Una vez más, monseñor Jaime Abril llama a salvaguardar la vida, especialmente de la población civil, en el conflicto armado que continúan sin descanso en la región de Arauca, fronteriza con Venezuela, entre dos facciones de la guerrilla colombiana, donde no falta la mano del narcotráfico. Se pide con urgencia ayuda humanitaria para los desplazados.

Frente a la compleja situación que se agrava en el Departamento de Arauca, el obispo de esta región del país, monseñor Jaime Cristóbal Abril González reitera, en un comunicado, su cercanía y solidaridad con la población afectada y los anima a crecer en la esperanza.

Panorama sombrío de muerte

El obispo – según reporta una nota de la Oficina de prensa de la Conferencia episcopal colombiana – al presentar una radiografía del panorama sombrío que allí se vive, constata que la reactivación directa de la confrontación armada entre grupos insurgentes, ha llevado al agravamiento de la crisis social y como consecuencia de ello se evidencia: asesinatos selectivos, desplazamiento forzado, amenazas a líderes comunitarios, atentados explosivos, quema de vehículos, entre otros.

Nadie puede arrebatar la vida de otro

En un mensaje el obispo reitera que la «vida es sagrada y es un don precioso recibido de Dios y que nadie le está permitido arrebatar a otro», por lo que llama a los actores directos del conflicto para que «pasen de la recriminación mutua, que busca colocar en el otro al único responsable de los hechos a generar el pretexto para las acciones de respuesta, a una reflexión propia, al análisis sereno de los acontecimientos, al afrontar la verdad y clarificar los hechos, a parar, el creciente torbellino de asesinatos, actos violentos y amenazas, a colocar en primer lugar el bien de esa población civil».

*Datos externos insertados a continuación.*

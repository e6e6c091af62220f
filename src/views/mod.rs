pub mod detail;
pub mod listing;

pub use detail::{ContactLinks, Gallery, PropertyDetail};
pub use listing::{ListingView, PropertyCard};

use chrono::{DateTime, Utc};

/// `$1,250,000` for whole amounts, `$1,250.50` otherwise
pub fn format_currency(amount: f64) -> String {
    let cents = (amount * 100.0).round() as i64;
    let (sign, cents) = if cents < 0 { ("-", -cents) } else { ("", cents) };

    let whole = (cents / 100).to_string();
    let mut grouped = String::with_capacity(whole.len() + whole.len() / 3);
    for (i, digit) in whole.chars().enumerate() {
        if i > 0 && (whole.len() - i) % 3 == 0 {
            grouped.push(',');
        }
        grouped.push(digit);
    }

    match cents % 100 {
        0 => format!("{sign}${grouped}"),
        fraction => format!("{sign}${grouped}.{fraction:02}"),
    }
}

/// "March 5, 2024"
pub fn format_listed_date(at: &DateTime<Utc>) -> String {
    at.format("%B %-d, %Y").to_string()
}

/// encodeURIComponent-style escaping for link parameters
pub(crate) fn encode_component(value: &str) -> String {
    url::form_urlencoded::byte_serialize(value.as_bytes())
        .collect::<String>()
        .replace('+', "%20")
}
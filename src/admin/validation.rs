use lazy_static::lazy_static;
use regex::Regex;
use serde_json::{json, Value};

use super::images::{ImageSelection, NewImage, MAX_IMAGES, TOO_MANY_IMAGES};
use crate::api::FormPart;
use crate::error::FieldErrors;
use crate::models::{ContactInfo, Property};

lazy_static! {
    static ref EMAIL_PATTERN: Regex = Regex::new(r"\S+@\S+\.\S+").unwrap();
}

pub fn is_valid_email(value: &str) -> bool {
    EMAIL_PATTERN.is_match(value)
}

fn required(errors: &mut FieldErrors, field: &str, value: &str, message: &str) -> bool {
    if value.trim().is_empty() {
        errors.insert(field, message);
        return false;
    }
    true
}

/// Property create/edit form
#[derive(Debug, Clone, Default)]
pub struct PropertyForm {
    pub title: String,
    pub description: String,
    pub price: String,
    pub category: String,
    pub city: String,
    pub state: String,
    pub country: String,
    pub images: ImageSelection,
    editing: Option<(u64, String)>,
    errors: FieldErrors,
}

impl PropertyForm {
    pub fn new() -> Self {
        Self::default()
    }

    /// Prefill from an existing property; submitting updates it
    pub fn edit(property: &Property) -> Self {
        Self {
            title: property.title.clone(),
            description: property.description.clone(),
            price: property.price.to_string(),
            category: property.category.id.to_string(),
            city: property.city.clone(),
            state: property.state.clone(),
            country: property.country.clone(),
            images: ImageSelection::from_property(property),
            editing: Some((property.id, property.slug.clone())),
            errors: FieldErrors::new(),
        }
    }

    /// `(id, slug)` of the property being edited, `None` when creating
    pub fn editing(&self) -> Option<(u64, &str)> {
        self.editing.as_ref().map(|(id, slug)| (*id, slug.as_str()))
    }

    pub fn errors(&self) -> &FieldErrors {
        &self.errors
    }

    pub fn set_error(&mut self, field: &str, message: &str) {
        self.errors.insert(field, message);
    }

    /// Input change by field name; editing a field clears its error
    pub fn set(&mut self, name: &str, value: &str) -> bool {
        let slot = match name {
            "title" => &mut self.title,
            "description" => &mut self.description,
            "price" => &mut self.price,
            "category" => &mut self.category,
            "city" => &mut self.city,
            "state" => &mut self.state,
            "country" => &mut self.country,
            _ => return false,
        };
        *slot = value.to_string();
        self.errors.clear(name);
        true
    }

    pub fn attach(&mut self, files: Vec<NewImage>) -> bool {
        match self.images.attach(files) {
            Ok(()) => {
                self.errors.clear("images");
                true
            }
            Err(message) => {
                self.errors.insert("images", message);
                false
            }
        }
    }

    /// Check every rule, replacing the previous errors. True when submittable.
    pub fn validate(&mut self) -> bool {
        let mut errors = FieldErrors::new();

        required(&mut errors, "title", &self.title, "Title is required");
        required(&mut errors, "description", &self.description, "Description is required");

        if required(&mut errors, "price", &self.price, "Price is required") {
            match self.price.trim().parse::<f64>() {
                Ok(price) if price.is_finite() && price > 0.0 => {}
                _ => errors.insert("price", "Price must be a positive number"),
            }
        }

        required(&mut errors, "category", &self.category, "Category is required");
        required(&mut errors, "city", &self.city, "City is required");
        required(&mut errors, "country", &self.country, "Country is required");

        if self.images.len() > MAX_IMAGES {
            errors.insert("images", TOO_MANY_IMAGES);
        } else if self.editing.is_none() && self.images.is_empty() {
            errors.insert("images", "At least one image is required");
        }

        self.errors = errors;
        self.errors.is_empty()
    }

    /// Multipart body: text fields, then images
    pub fn form_parts(&self) -> Vec<FormPart> {
        let mut parts = vec![
            FormPart::text("title", &self.title),
            FormPart::text("description", &self.description),
            FormPart::text("price", self.price.trim()),
            FormPart::text("category", &self.category),
            FormPart::text("city", &self.city),
            FormPart::text("state", &self.state),
            FormPart::text("country", &self.country),
        ];
        parts.extend(self.images.form_parts());
        parts
    }
}

/// Category add/rename form
#[derive(Debug, Clone, Default)]
pub struct CategoryForm {
    pub name: String,
    error: Option<String>,
}

impl CategoryForm {
    pub fn new(name: &str) -> Self {
        Self {
            name: name.to_string(),
            error: None,
        }
    }

    pub fn error(&self) -> Option<&str> {
        self.error.as_deref()
    }

    pub fn set_error(&mut self, message: &str) {
        self.error = Some(message.to_string());
    }

    pub fn validate(&mut self) -> bool {
        self.error = self
            .name
            .trim()
            .is_empty()
            .then(|| "Category name is required".to_string());
        self.error.is_none()
    }

    pub fn errors(&self) -> FieldErrors {
        let mut errors = FieldErrors::new();
        if let Some(message) = &self.error {
            errors.insert("name", message.as_str());
        }
        errors
    }
}

/// Contact details form
#[derive(Debug, Clone, Default)]
pub struct ContactInfoForm {
    pub phone_number: String,
    pub email: String,
    pub whatsapp_number: String,
    errors: FieldErrors,
    success: Option<String>,
}

impl ContactInfoForm {
    pub fn from_contact(info: &ContactInfo) -> Self {
        Self {
            phone_number: info.phone_number.clone(),
            email: info.email.clone(),
            whatsapp_number: info.whatsapp_number.clone(),
            ..Default::default()
        }
    }

    pub fn errors(&self) -> &FieldErrors {
        &self.errors
    }

    pub fn set_error(&mut self, field: &str, message: &str) {
        self.errors.insert(field, message);
    }

    pub fn success(&self) -> Option<&str> {
        self.success.as_deref()
    }

    pub fn set_success(&mut self, message: &str) {
        self.success = Some(message.to_string());
    }

    /// Editing clears that field's error and any success message
    pub fn set(&mut self, name: &str, value: &str) -> bool {
        let slot = match name {
            "phone_number" => &mut self.phone_number,
            "email" => &mut self.email,
            "whatsapp_number" => &mut self.whatsapp_number,
            _ => return false,
        };
        *slot = value.to_string();
        self.errors.clear(name);
        self.success = None;
        true
    }

    pub fn validate(&mut self) -> bool {
        let mut errors = FieldErrors::new();

        required(&mut errors, "phone_number", &self.phone_number, "Phone number is required");
        if required(&mut errors, "email", &self.email, "Email is required") && !is_valid_email(&self.email) {
            errors.insert("email", "Email is invalid");
        }
        required(&mut errors, "whatsapp_number", &self.whatsapp_number, "WhatsApp number is required");

        self.errors = errors;
        self.errors.is_empty()
    }

    pub fn payload(&self) -> Value {
        json!({
            "phone_number": self.phone_number,
            "email": self.email,
            "whatsapp_number": self.whatsapp_number,
        })
    }
}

Ayuda humanitaria para desplazados

Igualmente, hace un llamado vehemente a las autoridades civiles para que busquen salvaguardar la vida e integridad de la población, así como concretar de manera integral planes de contingencia y ayuda humanitaria.  A la Comunidad Internacional les pide seguir ofreciendo su acompañamiento y apoyo a la población y a las estructuras organizativas que están presentes en esta zona del país.

Comunicado de monseñor Jaime Abril sobre el conflicto armado en Arauca y la emergencia humanitaria

Fake news de las redes

Por otra parte, ante la desinformación que se ha venido generando a través de las redes sociales, con comunicados, videos y grabaciones faltos de veracidad, sembrando en la población incertidumbre, confusión y temor, el prelado exhorta a todas las personas a «ser prudentes en nuestros comentarios, evitemos todo juicio temerario, acusación o señalamiento que pueda poner en riesgo la vida e integridad de cualquier persona».

Finalmente, reitera que Iglesia Católica en Arauca, siempre estará dispuesta a renovar el compromiso con la paz, la justicia y el bien de todos. «Expresamos nuestra disponibilidad a poder aportar desde lo que nos corresponde, a la superación de la situación que estamos viviendo».

Operativo de seguridad en Arauca

El presidente de Colombia, Iván Duque, anunció el pasado domingo el despliegue de la «mayor operación» contra el lavado de activos de la guerrilla Ejército de Liberación Nacional (ELN) y de desmantelamiento de sus redes, que intentan apoderarse de los recursos públicos del departamento de Arauca. Duque – como informa la agencia EFE – hizo una visita sorpresa a Arauca, la capital del departamento del mismo nombre, fronterizo con Venezuela, que ha sido escenario de una guerra entre las disidencias de las FARC y del ELN que dejó al menos 30 muertos y varias familias desplazadas en los primeros días del año. El gobernante colombiano explicó que la operación busca desvelar cómo contratistas y redes de empresas fachadas han tratado de lavar el dinero del terrorismo.

Arauca es un departamento petrolero y agropecuario donde hace décadas se hizo fuerte el Frente de Guerra Oriental del ELN, ahora desafiada por el Frente 10 de las disidencias, que ocupó espacios dejados por las antiguas FARC y que se financia principalmente con extorsiones, secuestros y tráfico de drogas.